Goal of the exercise
Using the data beneath, show every line that includes the word "usize".

*** Opening of Data shown ***

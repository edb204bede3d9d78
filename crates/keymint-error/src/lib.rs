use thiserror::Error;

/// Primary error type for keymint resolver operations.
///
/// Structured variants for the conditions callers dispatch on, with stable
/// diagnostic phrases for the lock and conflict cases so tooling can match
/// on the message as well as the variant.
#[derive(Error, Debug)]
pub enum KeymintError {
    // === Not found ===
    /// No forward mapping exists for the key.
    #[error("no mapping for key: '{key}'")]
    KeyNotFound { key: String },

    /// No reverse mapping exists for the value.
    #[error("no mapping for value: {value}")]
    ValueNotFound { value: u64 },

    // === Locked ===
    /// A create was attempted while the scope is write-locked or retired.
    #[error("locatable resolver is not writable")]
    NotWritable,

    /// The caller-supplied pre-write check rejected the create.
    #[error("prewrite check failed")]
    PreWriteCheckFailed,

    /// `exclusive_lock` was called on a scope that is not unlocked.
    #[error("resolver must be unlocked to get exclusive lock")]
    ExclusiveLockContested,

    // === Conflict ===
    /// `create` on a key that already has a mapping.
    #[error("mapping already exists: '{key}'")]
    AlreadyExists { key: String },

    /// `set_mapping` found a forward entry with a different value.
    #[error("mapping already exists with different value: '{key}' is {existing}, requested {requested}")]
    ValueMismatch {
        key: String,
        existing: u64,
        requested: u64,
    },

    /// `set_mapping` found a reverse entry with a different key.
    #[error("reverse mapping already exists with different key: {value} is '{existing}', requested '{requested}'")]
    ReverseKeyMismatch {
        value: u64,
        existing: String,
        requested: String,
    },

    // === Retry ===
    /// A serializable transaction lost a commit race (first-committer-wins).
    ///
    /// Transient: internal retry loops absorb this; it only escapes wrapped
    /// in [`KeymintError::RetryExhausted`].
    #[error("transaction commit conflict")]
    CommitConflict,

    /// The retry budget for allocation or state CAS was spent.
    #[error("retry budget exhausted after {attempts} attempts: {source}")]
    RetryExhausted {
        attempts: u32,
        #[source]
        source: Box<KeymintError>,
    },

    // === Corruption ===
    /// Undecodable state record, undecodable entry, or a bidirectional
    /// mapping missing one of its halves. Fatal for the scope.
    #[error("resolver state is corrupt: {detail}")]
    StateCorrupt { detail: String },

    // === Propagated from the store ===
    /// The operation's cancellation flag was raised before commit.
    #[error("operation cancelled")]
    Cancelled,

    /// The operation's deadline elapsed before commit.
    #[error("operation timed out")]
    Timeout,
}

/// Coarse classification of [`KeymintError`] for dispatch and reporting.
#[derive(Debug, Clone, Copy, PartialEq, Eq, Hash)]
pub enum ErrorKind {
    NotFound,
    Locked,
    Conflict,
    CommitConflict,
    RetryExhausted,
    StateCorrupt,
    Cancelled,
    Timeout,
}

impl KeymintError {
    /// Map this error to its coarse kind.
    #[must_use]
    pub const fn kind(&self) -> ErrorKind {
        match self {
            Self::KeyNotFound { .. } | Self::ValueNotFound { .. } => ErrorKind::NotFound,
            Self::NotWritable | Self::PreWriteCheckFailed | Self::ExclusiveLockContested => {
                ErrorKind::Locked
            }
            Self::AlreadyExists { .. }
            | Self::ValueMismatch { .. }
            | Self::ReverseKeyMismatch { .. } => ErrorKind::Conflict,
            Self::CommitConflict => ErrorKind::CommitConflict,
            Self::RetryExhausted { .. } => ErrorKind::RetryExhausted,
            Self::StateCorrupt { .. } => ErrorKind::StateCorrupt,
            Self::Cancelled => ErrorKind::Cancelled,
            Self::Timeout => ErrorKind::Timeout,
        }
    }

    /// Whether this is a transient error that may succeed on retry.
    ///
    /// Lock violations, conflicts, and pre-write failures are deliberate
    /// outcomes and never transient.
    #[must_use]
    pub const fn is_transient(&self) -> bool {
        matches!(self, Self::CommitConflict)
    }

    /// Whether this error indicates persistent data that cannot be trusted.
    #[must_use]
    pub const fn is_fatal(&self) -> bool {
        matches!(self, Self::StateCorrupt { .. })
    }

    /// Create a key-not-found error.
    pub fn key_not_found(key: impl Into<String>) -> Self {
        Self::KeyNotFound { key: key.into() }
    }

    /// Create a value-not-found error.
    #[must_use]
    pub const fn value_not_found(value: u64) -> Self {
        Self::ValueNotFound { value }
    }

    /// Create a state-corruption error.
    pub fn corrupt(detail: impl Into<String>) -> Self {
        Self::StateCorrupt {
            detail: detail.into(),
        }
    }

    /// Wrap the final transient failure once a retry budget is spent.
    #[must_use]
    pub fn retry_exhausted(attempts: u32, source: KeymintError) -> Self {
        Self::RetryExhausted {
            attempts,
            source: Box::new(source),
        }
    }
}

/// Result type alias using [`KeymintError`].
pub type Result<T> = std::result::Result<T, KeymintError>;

*** Close of Data shown ***
*** Opening of Data shown ***

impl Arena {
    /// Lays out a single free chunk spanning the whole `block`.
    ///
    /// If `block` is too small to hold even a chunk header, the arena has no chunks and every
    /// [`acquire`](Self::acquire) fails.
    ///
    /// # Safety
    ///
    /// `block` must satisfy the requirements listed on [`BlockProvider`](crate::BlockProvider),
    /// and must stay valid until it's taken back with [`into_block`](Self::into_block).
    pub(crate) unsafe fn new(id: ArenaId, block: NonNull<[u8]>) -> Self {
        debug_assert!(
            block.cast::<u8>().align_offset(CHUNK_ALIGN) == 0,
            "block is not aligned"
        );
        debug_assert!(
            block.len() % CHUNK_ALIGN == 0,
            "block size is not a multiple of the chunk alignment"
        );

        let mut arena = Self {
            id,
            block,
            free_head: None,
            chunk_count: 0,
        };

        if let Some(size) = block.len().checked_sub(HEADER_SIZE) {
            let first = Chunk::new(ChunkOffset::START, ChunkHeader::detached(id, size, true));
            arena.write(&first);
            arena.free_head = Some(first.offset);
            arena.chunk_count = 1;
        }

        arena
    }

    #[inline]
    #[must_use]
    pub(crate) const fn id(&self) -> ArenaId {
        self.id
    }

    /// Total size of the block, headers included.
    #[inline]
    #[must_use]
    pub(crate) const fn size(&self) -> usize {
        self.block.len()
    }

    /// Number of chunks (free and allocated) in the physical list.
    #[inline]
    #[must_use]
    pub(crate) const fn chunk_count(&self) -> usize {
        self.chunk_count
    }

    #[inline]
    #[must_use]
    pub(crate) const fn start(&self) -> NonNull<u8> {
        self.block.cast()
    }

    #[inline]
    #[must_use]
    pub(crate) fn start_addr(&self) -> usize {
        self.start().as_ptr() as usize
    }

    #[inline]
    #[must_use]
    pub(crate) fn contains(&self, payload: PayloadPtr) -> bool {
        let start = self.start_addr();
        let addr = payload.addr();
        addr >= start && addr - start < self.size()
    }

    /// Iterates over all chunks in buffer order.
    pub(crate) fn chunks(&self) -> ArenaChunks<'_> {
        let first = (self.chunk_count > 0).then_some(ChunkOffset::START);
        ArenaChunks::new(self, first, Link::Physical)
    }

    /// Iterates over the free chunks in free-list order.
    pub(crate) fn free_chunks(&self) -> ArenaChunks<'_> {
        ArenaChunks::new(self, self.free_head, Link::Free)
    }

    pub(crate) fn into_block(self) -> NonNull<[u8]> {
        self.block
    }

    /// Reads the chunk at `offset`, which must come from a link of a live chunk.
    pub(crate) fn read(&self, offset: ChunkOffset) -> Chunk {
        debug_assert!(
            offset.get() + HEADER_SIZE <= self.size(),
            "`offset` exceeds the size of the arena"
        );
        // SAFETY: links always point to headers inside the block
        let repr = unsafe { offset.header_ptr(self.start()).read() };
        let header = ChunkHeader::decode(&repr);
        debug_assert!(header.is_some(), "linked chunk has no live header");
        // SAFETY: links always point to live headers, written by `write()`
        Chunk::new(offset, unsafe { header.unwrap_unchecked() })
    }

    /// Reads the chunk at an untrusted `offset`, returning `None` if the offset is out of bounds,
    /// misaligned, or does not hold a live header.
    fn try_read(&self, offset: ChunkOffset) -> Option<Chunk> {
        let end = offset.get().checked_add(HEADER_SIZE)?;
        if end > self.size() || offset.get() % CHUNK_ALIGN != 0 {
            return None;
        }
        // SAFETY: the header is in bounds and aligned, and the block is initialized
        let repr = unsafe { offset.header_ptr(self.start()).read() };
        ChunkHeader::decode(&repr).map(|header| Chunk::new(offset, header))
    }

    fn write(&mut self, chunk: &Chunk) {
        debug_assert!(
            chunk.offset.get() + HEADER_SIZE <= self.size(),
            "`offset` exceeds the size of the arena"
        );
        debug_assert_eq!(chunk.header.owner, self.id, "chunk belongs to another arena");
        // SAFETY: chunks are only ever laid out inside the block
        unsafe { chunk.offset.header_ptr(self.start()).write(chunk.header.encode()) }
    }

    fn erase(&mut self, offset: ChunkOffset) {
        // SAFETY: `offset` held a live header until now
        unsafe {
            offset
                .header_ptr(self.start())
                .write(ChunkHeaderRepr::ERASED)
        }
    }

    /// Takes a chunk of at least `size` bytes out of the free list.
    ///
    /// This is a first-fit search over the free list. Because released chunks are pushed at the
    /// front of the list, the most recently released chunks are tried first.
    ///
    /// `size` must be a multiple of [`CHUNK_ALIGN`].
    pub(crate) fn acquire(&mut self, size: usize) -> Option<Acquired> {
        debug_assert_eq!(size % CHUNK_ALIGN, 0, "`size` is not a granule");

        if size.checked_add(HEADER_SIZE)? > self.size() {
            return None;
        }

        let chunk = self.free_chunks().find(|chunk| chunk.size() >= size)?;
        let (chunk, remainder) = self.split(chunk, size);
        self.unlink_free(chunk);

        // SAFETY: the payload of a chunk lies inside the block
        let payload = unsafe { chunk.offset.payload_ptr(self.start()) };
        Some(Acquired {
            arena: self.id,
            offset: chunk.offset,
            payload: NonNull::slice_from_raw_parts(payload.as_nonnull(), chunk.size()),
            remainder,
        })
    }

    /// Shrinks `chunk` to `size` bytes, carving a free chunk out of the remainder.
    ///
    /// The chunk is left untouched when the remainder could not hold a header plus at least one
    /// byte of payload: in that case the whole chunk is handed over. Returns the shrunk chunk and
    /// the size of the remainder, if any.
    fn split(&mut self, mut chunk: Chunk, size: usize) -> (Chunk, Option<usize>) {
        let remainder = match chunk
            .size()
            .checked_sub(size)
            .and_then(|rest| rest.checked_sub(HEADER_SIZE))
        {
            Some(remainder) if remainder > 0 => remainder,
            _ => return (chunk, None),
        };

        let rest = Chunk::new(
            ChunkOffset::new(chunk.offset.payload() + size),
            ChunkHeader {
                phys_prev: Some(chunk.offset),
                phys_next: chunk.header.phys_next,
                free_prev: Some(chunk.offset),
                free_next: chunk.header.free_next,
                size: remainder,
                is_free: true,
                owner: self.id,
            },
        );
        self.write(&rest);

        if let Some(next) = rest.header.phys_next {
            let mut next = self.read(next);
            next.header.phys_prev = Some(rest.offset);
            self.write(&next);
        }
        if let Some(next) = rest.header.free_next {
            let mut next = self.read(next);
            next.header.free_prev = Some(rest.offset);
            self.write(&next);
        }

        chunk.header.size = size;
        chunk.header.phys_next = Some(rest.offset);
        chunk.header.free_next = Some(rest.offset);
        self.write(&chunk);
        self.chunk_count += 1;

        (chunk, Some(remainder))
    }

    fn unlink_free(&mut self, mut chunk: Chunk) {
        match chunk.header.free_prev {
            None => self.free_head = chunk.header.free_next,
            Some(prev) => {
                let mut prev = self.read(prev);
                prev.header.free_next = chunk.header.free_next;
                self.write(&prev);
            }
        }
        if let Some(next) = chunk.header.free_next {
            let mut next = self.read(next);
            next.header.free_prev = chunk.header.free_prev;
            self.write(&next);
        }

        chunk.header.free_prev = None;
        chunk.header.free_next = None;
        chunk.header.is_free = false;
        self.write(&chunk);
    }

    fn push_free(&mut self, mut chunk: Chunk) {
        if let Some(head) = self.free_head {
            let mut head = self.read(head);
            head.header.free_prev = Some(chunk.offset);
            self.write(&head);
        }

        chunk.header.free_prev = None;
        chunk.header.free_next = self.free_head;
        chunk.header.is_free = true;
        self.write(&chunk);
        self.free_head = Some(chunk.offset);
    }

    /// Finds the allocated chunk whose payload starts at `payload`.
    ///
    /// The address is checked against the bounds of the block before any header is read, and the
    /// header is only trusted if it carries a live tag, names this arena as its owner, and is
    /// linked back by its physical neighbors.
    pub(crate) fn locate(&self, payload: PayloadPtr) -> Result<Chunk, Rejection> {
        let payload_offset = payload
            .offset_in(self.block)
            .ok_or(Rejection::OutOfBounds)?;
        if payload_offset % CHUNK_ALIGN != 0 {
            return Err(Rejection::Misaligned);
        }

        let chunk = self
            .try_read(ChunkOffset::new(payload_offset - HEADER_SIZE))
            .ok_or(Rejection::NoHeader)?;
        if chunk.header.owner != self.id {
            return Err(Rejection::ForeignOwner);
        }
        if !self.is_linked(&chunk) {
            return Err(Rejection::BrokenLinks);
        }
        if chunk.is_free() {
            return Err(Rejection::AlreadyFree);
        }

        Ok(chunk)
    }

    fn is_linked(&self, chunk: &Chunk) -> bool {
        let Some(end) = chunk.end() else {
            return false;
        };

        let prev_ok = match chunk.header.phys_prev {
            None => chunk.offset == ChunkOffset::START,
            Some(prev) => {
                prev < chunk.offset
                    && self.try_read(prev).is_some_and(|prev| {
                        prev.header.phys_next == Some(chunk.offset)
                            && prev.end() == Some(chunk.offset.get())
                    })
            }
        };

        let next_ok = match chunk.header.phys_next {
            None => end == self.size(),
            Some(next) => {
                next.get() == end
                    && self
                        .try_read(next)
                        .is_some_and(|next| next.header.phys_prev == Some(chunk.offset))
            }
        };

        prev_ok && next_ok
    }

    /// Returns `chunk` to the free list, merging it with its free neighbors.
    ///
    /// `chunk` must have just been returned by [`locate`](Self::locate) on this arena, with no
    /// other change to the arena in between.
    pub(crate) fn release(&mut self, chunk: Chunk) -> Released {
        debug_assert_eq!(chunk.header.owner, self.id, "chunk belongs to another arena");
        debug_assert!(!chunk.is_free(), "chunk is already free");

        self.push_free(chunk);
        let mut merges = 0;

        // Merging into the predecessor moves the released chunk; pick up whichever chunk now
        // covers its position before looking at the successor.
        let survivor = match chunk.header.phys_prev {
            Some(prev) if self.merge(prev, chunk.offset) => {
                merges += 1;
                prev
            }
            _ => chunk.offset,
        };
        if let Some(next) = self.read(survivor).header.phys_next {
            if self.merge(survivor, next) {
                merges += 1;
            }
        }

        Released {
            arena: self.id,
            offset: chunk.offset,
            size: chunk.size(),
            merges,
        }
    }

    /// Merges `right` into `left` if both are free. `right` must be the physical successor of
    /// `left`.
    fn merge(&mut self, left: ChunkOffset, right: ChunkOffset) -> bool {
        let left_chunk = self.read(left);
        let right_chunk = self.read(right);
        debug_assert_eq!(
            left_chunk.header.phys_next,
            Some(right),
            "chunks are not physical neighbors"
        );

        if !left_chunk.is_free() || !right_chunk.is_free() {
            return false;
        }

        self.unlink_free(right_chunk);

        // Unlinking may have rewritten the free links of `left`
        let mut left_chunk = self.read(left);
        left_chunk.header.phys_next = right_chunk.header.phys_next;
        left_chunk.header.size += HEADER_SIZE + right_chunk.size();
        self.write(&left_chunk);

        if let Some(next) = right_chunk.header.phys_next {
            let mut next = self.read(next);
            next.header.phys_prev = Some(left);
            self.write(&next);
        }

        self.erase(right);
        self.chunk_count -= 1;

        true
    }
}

*** Close of Data shown ***

Exercise answer
    pub(crate) const fn size(&self) -> usize {
    pub(crate) const fn chunk_count(&self) -> usize {
    pub(crate) fn start_addr(&self) -> usize {
        self.start().as_ptr() as usize
    pub(crate) fn acquire(&mut self, size: usize) -> Option<Acquired> {
    fn split(&mut self, mut chunk: Chunk, size: usize) -> (Chunk, Option<usize>) {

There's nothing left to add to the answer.